The Summer Research/Creative Activity Award (SRA) at EMU is intended to encourage and support the research, creative, artistic and scholarly endeavors of full-time tenured or tenure-track faculty during the summer months (May-August) by providing financial support for outstanding proposals in lieu of summer teaching assignments.
The EMU Board of Regents approved the 2018 Summer Research Awards at its regular meeting Friday, April 20.
This summer’s awardees (listed in alphabetical order) and their research topics include the following:
• Amanda Allen, (English Language and Literature). "Noel Streatfeild's Shoes in America: Streatfeild' s Transatlantic Influence on American Girls' Fiction."

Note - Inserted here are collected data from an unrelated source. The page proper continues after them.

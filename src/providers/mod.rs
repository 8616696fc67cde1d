//! External collaborator ports
//!
//! Each collaborator is an async trait with an OpenAI-compatible HTTP
//! implementation. Embedding and extraction calls are always wrapped in
//! [`with_timeout`], which turns any failure into [`Error::Degradable`].

pub mod embedding;
pub mod extraction;
pub mod upstream;

pub use embedding::{Embedder, HttpEmbedder};
pub use extraction::{FactExtractor, HttpFactExtractor};
pub use upstream::{ChatUpstream, HttpUpstream, UpstreamResponse};

use crate::error::{Error, Result};
use std::future::Future;
use std::time::Duration;

/// Run a collaborator call with a deadline.
///
/// Timeouts and errors both come back as `Error::Degradable`.
pub async fn with_timeout<T, F>(what: &str, limit: Duration, fut: F) -> Result<T>
where
    F: Future<Output = Result<T>>,
{
    match tokio::time::timeout(limit, fut).await {
        Ok(Ok(value)) => Ok(value),
        Ok(Err(Error::Degradable(msg))) => Err(Error::Degradable(msg)),
        Ok(Err(e)) => Err(Error::Degradable(format!("{} failed: {}", what, e))),
        Err(_) => Err(Error::Degradable(format!(
            "{} timed out after {}ms",
            what,
            limit.as_millis()
        ))),
    }
}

• Michael Angell, (Biology). "Field and Experimental Analysis of Viral Infection in Cyanobacteria."
• Eamonn Arble, (Psychology). "Maintaining Performance in Spatial Cognition: A Model of Resilience."
• Grigoris Argeros, (Sociology, Anthropology, and Criminology). "Racial and Generational Differences in Neighborhood Outcomes among Hispanics in the U.S."
• Meriam Caboral-Stevens, (Nursing). "Estimating Risk of Error Based on Combined Scores on Pharmacology Knowledge Questionnaire and Certainty of Undergraduate Nursing Students."
• Jonathan Carter, (Communication, Media, and Theatre Arts). "Political Memes: Networked Technologies and the Changing Face of Civic Rhetorics."
• Howard Cass, (Music and Dance). "Recording, Editing, Publication, and CD Release of a Newly Composed Original Jazz Quartet Suite."
• Chong Man Chow, (Psychology). "Fat Talk and Body Image Disturbances Between Female Friends: A Dyadic Diary Study."
• D. Crystal Coles, (Social Work). "Understanding the Complexity of Food Insecurity, Academic Performance, and Student Retention."
• Brian Connolly, (Biology). "Warming Woods: Climate Change, Herbivores, and the Fate of Future Forests."
• Jamie Cornelius, (Biology). "Metal Contamination and Plumage Condition in Urban Birds across Michigan Cities."
• Michael Doan, (History and Philosophy). "Writing a Book on Epistemic Injustice and Emergency Management."
• Margaret Dobbins, (English Language and Literature). "Queer Accounts: Victorian Literature and Economic Deviance."
• Cory Emal, (Chemistry). "Analysis of the Impact of Xanthohumol Levels on Beer Flavor and Aroma."
• Ashley Falzetti, (Women's and Gender Studies). "Awikiiaawi!/Let's Write!"
• Xianghong Feng, (Sociology, Anthropology, and Criminology). "Conduct Ethnographic Fieldwork for a New Research Project Entitled 'Impacts individuals’ Mobility on Family Cohesion in Rural Ethnic China'."
• Jason Ferguson, (Art and Design). "Volume Reimagined : Using CNC Milling to Create Precision Volumetric Sculptures."
• Rachel Gramer, (English Language and Literature). "Stories at Work: Phase Two of a Longitudinal Narrative Study of New Writing Teachers' Identity Learning."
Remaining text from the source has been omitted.